* **EXERCISE**
Every line in the listing should be set down again verbatim.

* **DATA RECORDS**
--
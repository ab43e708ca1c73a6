//! Customer endpoints. Plain CRUD on the repository.

use axum::extract::{Path, State};
use axum::http::StatusCode;
use axum::Json;
use chrono::Utc;
use tracing::info;

use store_core::validation::validate_new_customer;
use store_core::{Customer, NewCustomer};

use crate::error::{ApiError, ApiResponse, ApiResult};
use crate::extract::ApiJson;
use crate::state::AppState;

/// GET /customers
pub async fn list_customers(State(state): State<AppState>) -> ApiResult<Vec<Customer>> {
    Ok(Json(state.db.customers().list().await?))
}

/// GET /customers/{id}
pub async fn get_customer(
    State(state): State<AppState>,
    Path(id): Path<String>,
) -> ApiResult<Customer> {
    Ok(Json(state.db.customers().get(&id).await?))
}

/// POST /customers
pub async fn create_customer(
    State(state): State<AppState>,
    ApiJson(input): ApiJson<NewCustomer>,
) -> Result<(StatusCode, Json<Customer>), ApiError> {
    validate_new_customer(&input)?;

    let customer = state
        .db
        .customers()
        .insert(&input.into_customer(Utc::now()))
        .await?;

    info!(customer_id = %customer.id, "Customer created");
    Ok((StatusCode::CREATED, Json(customer)))
}

/// PUT /customers/{id}
pub async fn update_customer(
    State(state): State<AppState>,
    Path(id): Path<String>,
    ApiJson(changes): ApiJson<NewCustomer>,
) -> ApiResult<Customer> {
    validate_new_customer(&changes)?;

    let mut customer = state.db.customers().get(&id).await?;
    customer.apply(changes);
    state.db.customers().update(&customer).await?;

    Ok(Json(customer))
}

/// DELETE /customers/{id}
///
/// Orders and backorders that reference the customer are left in place.
pub async fn delete_customer(
    State(state): State<AppState>,
    Path(id): Path<String>,
) -> ApiResult<ApiResponse<()>> {
    state.db.customers().delete(&id).await?;

    info!(customer_id = %id, "Customer deleted");
    Ok(Json(ApiResponse::success("Customer deleted", None)))
}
--
* **REPLY**
repository ab43e708ca1c73a6
//! Customer endpoints. Plain CRUD on the repository.

use axum::extract::{Path, State};
use axum::http::StatusCode;
use axum::Json;
use chrono::Utc;
use tracing::info;

use store_core::validation::validate_new_customer;
use store_core::{Customer, NewCustomer};

use crate::error::{ApiError, ApiResponse, ApiResult};
use crate::extract::ApiJson;
use crate::state::AppState;

/// GET /customers
pub async fn list_customers(State(state): State<AppState>) -> ApiResult<Vec<Customer>> {
    Ok(Json(state.db.customers().list().await?))
}

/// GET /customers/{id}
pub async fn get_customer(
    State(state): State<AppState>,
    Path(id): Path<String>,
) -> ApiResult<Customer> {
    Ok(Json(state.db.customers().get(&id).await?))
}

/// POST /customers
pub async fn create_customer(
    State(state): State<AppState>,
    ApiJson(input): ApiJson<NewCustomer>,
) -> Result<(StatusCode, Json<Customer>), ApiError> {
    validate_new_customer(&input)?;

    let customer = state
        .db
        .customers()
        .insert(&input.into_customer(Utc::now()))
        .await?;

    info!(customer_id = %customer.id, "Customer created");
    Ok((StatusCode::CREATED, Json(customer)))
}

/// PUT /customers/{id}
pub async fn update_customer(
    State(state): State<AppState>,
    Path(id): Path<String>,
    ApiJson(changes): ApiJson<NewCustomer>,
) -> ApiResult<Customer> {
    validate_new_customer(&changes)?;

    let mut customer = state.db.customers().get(&id).await?;
    customer.apply(changes);
    state.db.customers().update(&customer).await?;

    Ok(Json(customer))
}

/// DELETE /customers/{id}
///
/// Orders and backorders that reference the customer are left in place.
pub async fn delete_customer(
    State(state): State<AppState>,
    Path(id): Path<String>,
) -> ApiResult<ApiResponse<()>> {
    state.db.customers().delete(&id).await?;

    info!(customer_id = %id, "Customer deleted");
    Ok(Json(ApiResponse::success("Customer deleted", None)))
}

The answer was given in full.